┌────────

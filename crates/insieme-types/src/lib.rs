#![forbid(unsafe_code)]
#![deny(missing_docs)]

//! **insieme-types** – Shared primitive data structures for the Insieme sync core.
//!
//! The crate is dependency-light and sits at the very bottom of the crate
//! graph so that *every* other crate can depend on it without causing cycles.
//! It defines the event data model, the wire envelope, the closed error
//! taxonomy, and the canonical equality forms. It makes no assumptions about
//! I/O, transport framing, or storage.

use chrono::{DateTime, Utc};
use serde::{Deserialize, Serialize};

//─────────────────────────────
//  Protocol constants
//─────────────────────────────

/// Wire protocol version carried on every envelope.
pub const PROTOCOL_VERSION: &str = "1.0";

/// Maximum number of partitions a single event may carry (after dedup).
pub const MAX_PARTITIONS_PER_EVENT: usize = 64;

/// Maximum byte length of a single partition label.
pub const MAX_PARTITION_LEN: usize = 128;

/// Default page size for sync catch-up.
pub const DEFAULT_SYNC_LIMIT: u32 = 500;

/// Upper clamp for a client-requested sync page size.
pub const MAX_SYNC_LIMIT: u32 = 1000;

/// Number of items allowed in one `submit_events` request (core profile).
pub const MAX_SUBMIT_ITEMS: usize = 1;

//─────────────────────────────
//  Canonical forms & behaviour traits
//─────────────────────────────

/// Deterministic partition normalization and canonical JSON serialization.
pub mod canonical;

/// Injected validation and reducer contracts shared by server and client.
pub mod traits;
pub use traits::{AcceptAll, EventValidator, Reducer, ValidationContext};

/// Wire envelope and message enumeration.
pub mod wire;
pub use wire::{
    ConnectPayload, ConnectedPayload, Envelope, ErrorPayload, Message, SubmitEventsPayload,
    SubmitEventsResultPayload, SubmitItem, SubmitResult, SubmitStatus, SyncPayload,
    SyncResponsePayload,
};

//─────────────────────────────
//  Event data model
//─────────────────────────────

/// Opaque domain event carried inside drafts and committed events.
///
/// The core never interprets `payload`; domain semantics live behind the
/// injected [`EventValidator`] and out-of-core reducers.
#[derive(Debug, Clone, PartialEq, Serialize, Deserialize)]
pub struct EventBody {
    /// Envelope kind, e.g. `event`.
    #[serde(rename = "type")]
    pub kind: String,
    /// Domain payload, opaque to the core.
    pub payload: serde_json::Value,
}

impl EventBody {
    /// Convenience constructor.
    pub fn new(kind: impl Into<String>, payload: serde_json::Value) -> Self {
        Self { kind: kind.into(), payload }
    }
}

/// A locally persisted intended event awaiting commit.
///
/// `draft_clock` is assigned by the local store on insert and never
/// transmitted; it only orders the flush queue.
#[derive(Debug, Clone, PartialEq, Serialize, Deserialize)]
pub struct Draft {
    /// Per-client monotonic insertion clock (local only).
    pub draft_clock: u64,
    /// Client-generated globally unique event id (dedup key).
    pub id: String,
    /// Originating client identifier.
    pub client_id: String,
    /// Normalized partition set.
    pub partitions: Vec<String>,
    /// Opaque domain event.
    pub event: EventBody,
    /// Local creation timestamp.
    pub created_at: DateTime<Utc>,
}

/// An event the server has durably stored with a `committed_id`.
///
/// `committed_id` is the canonical total order; `id` is the idempotency key.
#[derive(Debug, Clone, PartialEq, Serialize, Deserialize)]
pub struct CommittedEvent {
    /// Server-assigned, globally monotonic positive integer.
    pub committed_id: u64,
    /// Client-generated globally unique event id (dedup key).
    pub id: String,
    /// Originating client identifier.
    pub client_id: String,
    /// Normalized partition set.
    pub partitions: Vec<String>,
    /// Opaque domain event.
    pub event: EventBody,
    /// Server timestamp of the commit.
    pub status_updated_at: DateTime<Utc>,
}

//─────────────────────────────
//  Error taxonomy
//─────────────────────────────

/// Closed set of wire error codes.
#[derive(Debug, Clone, Copy, PartialEq, Eq, Hash, Serialize, Deserialize)]
#[serde(rename_all = "snake_case")]
pub enum ErrorCode {
    /// Unauthenticated or identity mismatch. Closes the connection.
    AuthFailed,
    /// Envelope carries an unsupported protocol version. Closes the connection.
    ProtocolVersionUnsupported,
    /// Malformed envelope, unknown type, or shape violation. Connection stays open.
    BadRequest,
    /// Authorization denied for the requested partitions. Connection stays open.
    Forbidden,
    /// Domain validation failure or dedup conflict. Connection stays open.
    ValidationFailed,
    /// Rate or size limit breached. Connection stays open.
    RateLimited,
    /// Unexpected internal fault. Closes the connection.
    ServerError,
}

impl ErrorCode {
    /// Whether the server closes the connection after emitting this code.
    ///
    /// `rate_limited` keeps the connection open in this implementation.
    pub fn closes_connection(self) -> bool {
        matches!(
            self,
            ErrorCode::AuthFailed | ErrorCode::ProtocolVersionUnsupported | ErrorCode::ServerError
        )
    }

    /// Stable wire string for this code.
    pub fn as_str(self) -> &'static str {
        match self {
            ErrorCode::AuthFailed => "auth_failed",
            ErrorCode::ProtocolVersionUnsupported => "protocol_version_unsupported",
            ErrorCode::BadRequest => "bad_request",
            ErrorCode::Forbidden => "forbidden",
            ErrorCode::ValidationFailed => "validation_failed",
            ErrorCode::RateLimited => "rate_limited",
            ErrorCode::ServerError => "server_error",
        }
    }
}

impl std::fmt::Display for ErrorCode {
    fn fmt(&self, f: &mut std::fmt::Formatter<'_>) -> std::fmt::Result {
        f.write_str(self.as_str())
    }
}

/// Typed protocol failure carrying one of the closed wire codes.
///
/// Mapping to the wire `error` payload is a single function
/// ([`ProtocolError::to_payload`]); everything upstream matches on the code.
#[derive(Debug, Clone, PartialEq, thiserror::Error)]
#[error("{code}: {message}")]
pub struct ProtocolError {
    /// Wire error code.
    pub code: ErrorCode,
    /// Human-readable detail (never interpreted by peers).
    pub message: String,
}

impl ProtocolError {
    /// Build an error with an arbitrary code.
    pub fn new(code: ErrorCode, message: impl Into<String>) -> Self {
        Self { code, message: message.into() }
    }

    /// `bad_request` – malformed envelope or request shape.
    pub fn bad_request(message: impl Into<String>) -> Self {
        Self::new(ErrorCode::BadRequest, message)
    }

    /// `validation_failed` – soft domain or normalization rejection.
    pub fn validation_failed(message: impl Into<String>) -> Self {
        Self::new(ErrorCode::ValidationFailed, message)
    }

    /// `forbidden` – partition authorization denied.
    pub fn forbidden(message: impl Into<String>) -> Self {
        Self::new(ErrorCode::Forbidden, message)
    }

    /// `auth_failed` – unauthenticated or identity mismatch.
    pub fn auth_failed(message: impl Into<String>) -> Self {
        Self::new(ErrorCode::AuthFailed, message)
    }

    /// `rate_limited` – rate or size limit breached.
    pub fn rate_limited(message: impl Into<String>) -> Self {
        Self::new(ErrorCode::RateLimited, message)
    }

    /// `server_error` – unexpected internal fault.
    pub fn server_error(message: impl Into<String>) -> Self {
        Self::new(ErrorCode::ServerError, message)
    }

    /// `protocol_version_unsupported` – envelope version mismatch.
    pub fn version_unsupported(message: impl Into<String>) -> Self {
        Self::new(ErrorCode::ProtocolVersionUnsupported, message)
    }

    /// Map to the wire `error` payload.
    pub fn to_payload(&self) -> ErrorPayload {
        ErrorPayload {
            code: self.code,
            message: self.message.clone(),
            details: None,
        }
    }
}

#[cfg(test)]
mod tests {
    use super::*;

    #[test]
    fn error_codes_round_trip_as_snake_case() {
        let json = serde_json::to_string(&ErrorCode::ValidationFailed).unwrap();
        assert_eq!(json, r#""validation_failed""#);
        let back: ErrorCode = serde_json::from_str(&json).unwrap();
        assert_eq!(back, ErrorCode::ValidationFailed);
    }

    #[test]
    fn close_policy_matches_taxonomy() {
        assert!(ErrorCode::AuthFailed.closes_connection());
        assert!(ErrorCode::ProtocolVersionUnsupported.closes_connection());
        assert!(ErrorCode::ServerError.closes_connection());
        assert!(!ErrorCode::BadRequest.closes_connection());
        assert!(!ErrorCode::Forbidden.closes_connection());
        assert!(!ErrorCode::ValidationFailed.closes_connection());
        assert!(!ErrorCode::RateLimited.closes_connection());
    }

    #[test]
    fn event_body_serializes_type_field() {
        let body = EventBody::new("event", serde_json::json!({"schema": "note.create"}));
        let json = serde_json::to_value(&body).unwrap();
        assert_eq!(json["type"], "event");
        assert_eq!(json["payload"]["schema"], "note.create");
    }
}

└────────

WHAT IS NEEDED:
Where the data above reaches the line holding "Wire error code.", begin printing, and stop after the line holding "pub fn forbidden(message: impl". Each line must be reproduced exactly, with nothing else added.

EXERCISE RESULT:
    /// Wire error code.
    pub code: ErrorCode,
    /// Human-readable detail (never interpreted by peers).
    pub message: String,
}

impl ProtocolError {
    /// Build an error with an arbitrary code.
    pub fn new(code: ErrorCode, message: impl Into<String>) -> Self {
        Self { code, message: message.into() }
    }

    /// `bad_request` – malformed envelope or request shape.
    pub fn bad_request(message: impl Into<String>) -> Self {
        Self::new(ErrorCode::BadRequest, message)
    }

    /// `validation_failed` – soft domain or normalization rejection.
    pub fn validation_failed(message: impl Into<String>) -> Self {
        Self::new(ErrorCode::ValidationFailed, message)
    }

    /// `forbidden` – partition authorization denied.
    pub fn forbidden(message: impl Into<String>) -> Self {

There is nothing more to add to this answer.